Entre os fatores macroscópicos estão a viscosidade, a liquefação, o volume, a coloração e o pH do sêmen. Já os fatores microscópicos são a concentração, a motilidade progressiva e não progressiva, a vitalidade e a morfologia dos espermatozoides.

Os resultados devem ser avaliados pelo médico para que se chegue ao diagnóstico.

Fatores macroscópicos

A viscosidade está dentro dos parâmetros de normalidade quando forma filamentos de menos de 2 cm ao ser gotejada. A anormalidade na consistência do sêmen pode indicar disfunção prostática ou nas vesículas seminais.

A liquefação do sêmen em temperatura ambiente acontece normalmente em cerca de  15 minutos à temperatura ambiente.

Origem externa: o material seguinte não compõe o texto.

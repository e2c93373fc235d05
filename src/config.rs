// Client configuration: where the portal lives, how long to wait for it,
// and a small profile remembered between runs.

use crate::error::{Result, WhapiError};
use crate::transport::DEFAULT_TIMEOUT;
use anyhow::Context;
use reqwest::Url;
use serde::{Deserialize, Serialize};
use std::path::{Path, PathBuf};
use std::time::Duration;

const PROFILE_FILE: &str = ".whapi_profile.json";

/// Endpoint URLs derived from the portal base URL.
#[derive(Debug, Clone, PartialEq, Eq)]
pub struct ApiPaths {
    pub sign_in: String,
    pub school_context: String,
    pub context: String,
    pub term_list: String,
    pub academic_groups: String,
    pub gradebook_assignments: String,
}

impl ApiPaths {
    pub fn new(base_url: &str) -> Self {
        let base = base_url.trim_end_matches('/');
        ApiPaths {
            sign_in: format!("{}/api/SignIn", base),
            school_context: format!("{}/api/webapp/schoolcontext", base),
            context: format!("{}/api/webapp/context", base),
            term_list: format!("{}/api/DataDirect/StudentGroupTermList/", base),
            academic_groups: format!("{}/api/datadirect/ParentStudentUserAcademicGroupsGet", base),
            gradebook_assignments: format!(
                "{}/api/datadirect/GradeBookPerformanceAssignmentStudentList/",
                base
            ),
        }
    }
}

#[derive(Debug, Clone, PartialEq)]
pub struct ClientConfig {
    pub base_url: String,
    pub timeout: Duration,
}

impl ClientConfig {
    pub fn new(base_url: &str) -> Result<Self> {
        Ok(ClientConfig {
            base_url: normalize_base_url(base_url)?,
            timeout: DEFAULT_TIMEOUT,
        })
    }

    /// Build from `WHAPI_BASE_URL` and `WHAPI_TIMEOUT_SECS`. Returns `None`
    /// when no base URL is configured so the caller can ask for one.
    pub fn from_env() -> Result<Option<Self>> {
        Self::from_vars(
            std::env::var("WHAPI_BASE_URL").ok(),
            std::env::var("WHAPI_TIMEOUT_SECS").ok(),
        )
    }

    fn from_vars(base_url: Option<String>, timeout_secs: Option<String>) -> Result<Option<Self>> {
        let base_url = match base_url.filter(|u| !u.trim().is_empty()) {
            Some(u) => u,
            None => return Ok(None),
        };
        let mut config = ClientConfig::new(&base_url)?;
        if let Some(raw) = timeout_secs {
            config.timeout = parse_timeout(&raw)?;
        }
        Ok(Some(config))
    }

    pub fn with_timeout(mut self, timeout: Duration) -> Self {
        self.timeout = timeout;
        self
    }
}

fn parse_timeout(raw: &str) -> Result<Duration> {
    match raw.trim().parse::<u64>() {
        Ok(secs) if secs > 0 => Ok(Duration::from_secs(secs)),
        _ => Err(WhapiError::Config(format!(
            "WHAPI_TIMEOUT_SECS must be a positive number of seconds, got {:?}",
            raw
        ))),
    }
}

/// Validate a base URL and strip trailing slashes.
pub fn normalize_base_url(raw: &str) -> Result<String> {
    let trimmed = raw.trim().trim_end_matches('/');
    let url = Url::parse(trimmed).map_err(|e| WhapiError::InvalidUrl {
        url: raw.to_string(),
        message: e.to_string(),
    })?;
    if url.scheme() != "https" && url.scheme() != "http" {
        return Err(WhapiError::InvalidUrl {
            url: raw.to_string(),
            message: format!("unsupported scheme {}", url.scheme()),
        });
    }
    Ok(trimmed.to_string())
}

/// Values remembered between runs. The password is never stored.
#[derive(Serialize, Deserialize, Debug, Default, Clone, PartialEq)]
pub struct Profile {
    pub base_url: Option<String>,
    pub username: Option<String>,
}

/// Profile location in the user's home directory.
pub fn profile_path() -> PathBuf {
    let dir = dirs::home_dir().unwrap_or_else(|| PathBuf::from("."));
    dir.join(PROFILE_FILE)
}

impl Profile {
    /// Load the profile, or an empty one when the file doesn't exist yet.
    pub fn load(path: &Path) -> anyhow::Result<Self> {
        if !path.exists() {
            return Ok(Profile::default());
        }
        let data = std::fs::read_to_string(path)
            .with_context(|| format!("Failed to read profile {}", path.display()))?;
        let profile = serde_json::from_str(&data)
            .with_context(|| format!("Failed to parse profile {}", path.display()))?;
        Ok(profile)
    }

    pub fn save(&self, path: &Path) -> anyhow::Result<()> {
        let data = serde_json::to_string_pretty(self)?;
        std::fs::write(path, data)
            .with_context(|| format!("Failed to write profile {}", path.display()))?;
        Ok(())
    }
}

O volume ejaculado deve superar 1,5 ml, segundo os parâmetros de normalidade. Caso contrário, há um quadro de hipospermia, que pode prejudicar a fertilidade. A causa pode ser, por exemplo, a obstrução do canal seminal. Quando o volume é superior a 5 ml, pode haver algum tipo de infecção das glândulas anexas. Outra alteração pode ser a ausência de ejaculado, que pode ser causada por obstrução dos canais ou por uma ejaculação retrógrada.

A cor normal do sêmen é um branco opalescente. A cor amarelada pode indicar infecção e a avermelhada alguma disfunção da próstata, inclusive condições mais graves, como câncer.

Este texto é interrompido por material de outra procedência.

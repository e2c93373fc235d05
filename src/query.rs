// Query string helper: appends parameters to an endpoint URL.

use crate::error::{Result, WhapiError};
use reqwest::Url;

/// Append `params` to the query of `base`, keeping any query it already has.
///
/// Values are form-encoded. Empty values are kept as `key=`; the group
/// endpoint rejects requests without its empty `markingPeriodId`.
pub fn add_queries(base: &str, params: &[(&str, &str)]) -> Result<String> {
    let mut url = Url::parse(base).map_err(|e| WhapiError::InvalidUrl {
        url: base.to_string(),
        message: e.to_string(),
    })?;
    if !params.is_empty() {
        let mut pairs = url.query_pairs_mut();
        for (k, v) in params {
            pairs.append_pair(k, v);
        }
    }
    Ok(url.into())
}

O pH mede a acidez do sêmen. O pH deve ficar entre 7,2 e 7,8. Valores mais baixos podem revelar obstrução dos canais seminais, enquanto mais altos podem indicar disfunção da próstata.

Fatores microscópicos

A quantidade de espermatozoides pode ser um fator determinante de infertilidade. Se a contagem estiver abaixo de 15 milhões por ml, pode haver dificuldade de fecundação do óvulo.

A contagem também pode ficar bem acima desse valor, o que não indica problema de fertilidade.

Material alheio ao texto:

// Session state machine for the portal client.
//
// Allowed transitions:
//
//   stage            | operation          | on success          | on failure
//   -----------------+--------------------+---------------------+-----------
//   Unauthenticated  | sign_in            | Authenticated       | unchanged
//   >= Authenticated | sign_in            | AlreadyAuthenticated error, nothing sent
//   Authenticated    | load_context       | ContextLoaded       | unchanged
//   ContextLoaded    | load_context       | ContextLoaded (noop)| -
//   ContextLoaded    | fetch_term_list    | unchanged           | unchanged
//   ContextLoaded    | fetch_groups       | marking period set  | unchanged
//   >= Authenticated | fetch_assignments  | unchanged           | unchanged
//
// Stages only move forward; starting over means building a new client.
// Operations that change state take `&mut self`, read-only fetches take
// `&self`, so one client can't interleave them.

use crate::config::{ApiPaths, ClientConfig};
use crate::decode::{decode_list, decode_map, ContextMap};
use crate::error::{Result, WhapiError};
use crate::model::{
    AcademicGroup, Assignment, Credentials, Id, OrgContext, SessionIdentity, SignInRequest,
    SignInResponse, Term, TermScope,
};
use crate::query::add_queries;
use crate::term::select_current;
use crate::transport::{HttpTransport, Transport};
use reqwest::Method;
use tracing::{debug, info, warn};

/// Portal constant for student group membership.
const MEMBER_LEVEL: &str = "3";

#[derive(Debug, Clone, Copy, PartialEq, Eq, PartialOrd, Ord)]
pub enum SessionStage {
    Unauthenticated,
    Authenticated,
    ContextLoaded,
}

pub struct Session<T: Transport = HttpTransport> {
    transport: T,
    paths: ApiPaths,
    stage: SessionStage,
    credentials: Option<Credentials>,
    identity: Option<SessionIdentity>,
    org: Option<OrgContext>,
    scope: TermScope,
}

impl Session<HttpTransport> {
    /// Build a client that talks to the portal over HTTP.
    pub fn from_config(config: &ClientConfig) -> Result<Self> {
        let transport = HttpTransport::new(config.timeout)?;
        Ok(Session::new(transport, ApiPaths::new(&config.base_url)))
    }
}

impl<T: Transport> Session<T> {
    pub fn new(transport: T, paths: ApiPaths) -> Self {
        Session {
            transport,
            paths,
            stage: SessionStage::Unauthenticated,
            credentials: None,
            identity: None,
            org: None,
            scope: TermScope::default(),
        }
    }

    pub fn stage(&self) -> SessionStage {
        self.stage
    }

    pub fn paths(&self) -> &ApiPaths {
        &self.paths
    }

    pub fn username(&self) -> Option<&str> {
        self.credentials.as_ref().map(|c| c.username.as_str())
    }

    pub fn identity(&self) -> Option<&SessionIdentity> {
        self.identity.as_ref()
    }

    pub fn org_context(&self) -> Option<&OrgContext> {
        self.org.as_ref()
    }

    pub fn term_scope(&self) -> &TermScope {
        &self.scope
    }

    pub fn is_authenticated(&self) -> bool {
        self.stage >= SessionStage::Authenticated
    }

    pub fn is_context_loaded(&self) -> bool {
        self.stage >= SessionStage::ContextLoaded
    }

    fn check_signed_in(&self) -> Result<()> {
        if self.is_authenticated() {
            Ok(())
        } else {
            Err(WhapiError::NotAuthenticated)
        }
    }

    /// Signed in and context loaded; the first unmet precondition is reported.
    /// Returns the identity and org context so callers don't re-check them.
    fn check_ready(&self) -> Result<(&SessionIdentity, &OrgContext)> {
        self.check_signed_in()?;
        match (&self.identity, &self.org) {
            (Some(identity), Some(org)) if self.is_context_loaded() => Ok((identity, org)),
            _ => Err(WhapiError::ContextNotLoaded),
        }
    }

    fn get(&self, url: &str) -> Result<Vec<u8>> {
        self.transport.send(Method::GET, url, None, None)
    }

    /// Sign in with the given credentials. On success the transport holds the
    /// session cookie every later call depends on.
    ///
    /// Credentials are write-once: a signed-in client refuses a second sign-in
    /// so a new cookie can never be paired with the old identity.
    pub fn sign_in(&mut self, username: &str, password: &str) -> Result<()> {
        if let Some(current) = &self.credentials {
            return Err(WhapiError::AlreadyAuthenticated {
                username: current.username.clone(),
            });
        }
        let body = serde_json::to_vec(&SignInRequest { username, password })?;
        debug!(username, "signing in");
        let res = match self
            .transport
            .send(Method::POST, &self.paths.sign_in, Some(body), None)
        {
            Ok(res) => res,
            // The portal may reject credentials with a client error status.
            Err(WhapiError::Status { status, .. }) if (400..500).contains(&status) => {
                warn!(username, status, "sign-in rejected");
                return Err(WhapiError::AuthenticationFailed(format!(
                    "sign-in rejected with status {}",
                    status
                )));
            }
            Err(e) => return Err(e),
        };

        let parsed: SignInResponse = serde_json::from_slice(&res).map_err(|e| {
            WhapiError::AuthenticationFailed(format!("malformed sign-in response: {}", e))
        })?;
        if !parsed.login_successful {
            warn!(username, "sign-in rejected");
            return Err(WhapiError::AuthenticationFailed(
                "Invalid login credentials".into(),
            ));
        }

        self.credentials = Some(Credentials {
            username: username.to_string(),
            password: password.to_string(),
        });
        self.stage = SessionStage::Authenticated;
        info!(username, "signed in");
        Ok(())
    }

    /// Raw user context payload.
    pub fn fetch_user_context(&self) -> Result<ContextMap> {
        self.check_signed_in()?;
        decode_map(&self.get(&self.paths.context)?)
    }

    /// Raw school context payload.
    pub fn fetch_school_context(&self) -> Result<ContextMap> {
        self.check_signed_in()?;
        decode_map(&self.get(&self.paths.school_context)?)
    }

    /// Fetch user and school context and record identity, persona and school
    /// year. Nothing is stored unless every field was found.
    pub fn load_context(&mut self) -> Result<()> {
        self.check_signed_in()?;
        if self.is_context_loaded() {
            debug!("context already loaded");
            return Ok(());
        }

        let user_ctx = self.fetch_user_context()?;
        let school_ctx = self.fetch_school_context()?;

        let identity = SessionIdentity {
            user_id: extracted(user_ctx.required_id("UserInfo.UserId"))?,
            persona_id: extracted(user_ctx.required_id("Personas[0].Id"))?,
        };
        let org = OrgContext {
            school_name: extracted(school_ctx.required_str("SchoolInfo.SchoolName"))?,
            school_year_label: extracted(
                school_ctx.required_str("CurrentSchoolYear.SchoolYearLabel"),
            )?,
        };

        info!(%identity, %org, "context loaded");
        self.identity = Some(identity);
        self.org = Some(org);
        self.stage = SessionStage::ContextLoaded;
        Ok(())
    }

    /// Terms for the current school year, as the portal returns them.
    pub fn fetch_term_list(&self) -> Result<Vec<Term>> {
        let (identity, org) = self.check_ready()?;
        let url = add_queries(
            &self.paths.term_list,
            &[
                ("studentUserId", identity.user_id.as_str()),
                ("personaId", identity.persona_id.as_str()),
                ("schoolYearLabel", org.school_year_label.as_str()),
            ],
        )?;
        let terms: Vec<Term> = decode_list(&self.get(&url)?)?;
        debug!(count = terms.len(), "term list fetched");
        Ok(terms)
    }

    /// Fetch the term list and pick the current term out of it.
    pub fn current_term(&self) -> Result<Term> {
        let terms = self.fetch_term_list()?;
        select_current(&terms).cloned()
    }

    /// Classes for the given term. A non-empty answer also fixes the current
    /// marking period, read off the first class.
    pub fn fetch_groups(&mut self, duration_id: &Id) -> Result<Vec<AcademicGroup>> {
        let (identity, org) = self.check_ready()?;
        let url = add_queries(
            &self.paths.academic_groups,
            &[
                ("userId", identity.user_id.as_str()),
                ("schoolYearLabel", org.school_year_label.as_str()),
                ("memberLevel", MEMBER_LEVEL),
                ("persona", identity.persona_id.as_str()),
                ("durationList", duration_id.as_str()),
                // Required by the portal even though it is always empty.
                ("markingPeriodId", ""),
            ],
        )?;
        let groups: Vec<AcademicGroup> = decode_list(&self.get(&url)?)?;

        self.scope.current_duration_id = Some(duration_id.clone());
        match groups.first() {
            Some(first) => {
                let marking_period = first.marking_period_id.clone();
                if groups.iter().any(|g| g.marking_period_id != marking_period) {
                    warn!(
                        %marking_period,
                        "groups span several marking periods, using the first group's"
                    );
                }
                debug!(count = groups.len(), %marking_period, "groups fetched");
                self.scope.current_marking_period_id = Some(marking_period);
            }
            None => debug!(%duration_id, "no groups for term"),
        }
        Ok(groups)
    }

    /// Gradebook assignments of one class in the current marking period.
    pub fn fetch_assignments(&self, section_id: &Id) -> Result<Vec<Assignment>> {
        self.check_signed_in()?;
        let marking_period = self
            .scope
            .current_marking_period_id
            .as_ref()
            .ok_or(WhapiError::MarkingPeriodUnset)?;
        let identity = self.identity.as_ref().ok_or(WhapiError::ContextNotLoaded)?;

        let url = add_queries(
            &self.paths.gradebook_assignments,
            &[
                ("sectionId", section_id.as_str()),
                ("markingPeriodId", marking_period.as_str()),
                ("studentUserId", identity.user_id.as_str()),
            ],
        )?;
        let assignments: Vec<Assignment> = decode_list(&self.get(&url)?)?;
        debug!(%section_id, count = assignments.len(), "assignments fetched");
        Ok(assignments)
    }
}

/// Context fields that resolve to the wrong JSON type are reported the same
/// way as missing ones, naming the field.
fn extracted<V>(result: Result<V>) -> Result<V> {
    result.map_err(|e| match e {
        WhapiError::Decode {
            path: Some(field), ..
        } => WhapiError::ContextExtractionFailed { field },
        other => other,
    })
}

Estes são os parâmetros e suas respectivas denominações:

  • Normozoospermia: > 15 milhões de espermatozoides/ml;
  • Oligozoospermia: < 15 milhões de espermatozoides/ml;
  • Azoospermia: ausência de espermatozoide no ejaculado, mesmo depois da centrifugação da amostra de sêmen;
  • Criptozoospermia: presença de espermatozoides na amostra apenas após a centrifugação.

Quanto à motilidade, estes são os parâmetros:

  • Motilidade Progressiva – espermatozoides móveis com progressão rápida e espermatozoides móveis com progressão lenta;
  • Motilidade Não Progressiva – espermatozoides móveis, mas sem progressão;
  • Espermatozoides imóveis.

O sêmen é classificado como normal quando apresenta um valor ≥ 32% de motilidade progressiva ou  motilidade total ≥ 40% (motilidade progressiva + motilidade não progressiva).

O teste de vitalidade mostra a quantidade de espermatozoides ejaculados vivos e é normal quando ≥ 58%.

O teste de morfologia utiliza a técnica da coloração de Panóptica e a avaliação é feita depois da análise de dois esfregaços de 5 µl de sêmen fresco. Passam por análise um mínimo de 200 espermatozoides com aumento de 1000 vezes.

A morfologia do espermatozoide pode apresentar diversos tipos de problemas e é considerada normal quando 4% ou mais dos espermatozoides examinados tiverem sua forma dentro dos parâmetros da normalidade (critérios morfológicos de Kruger).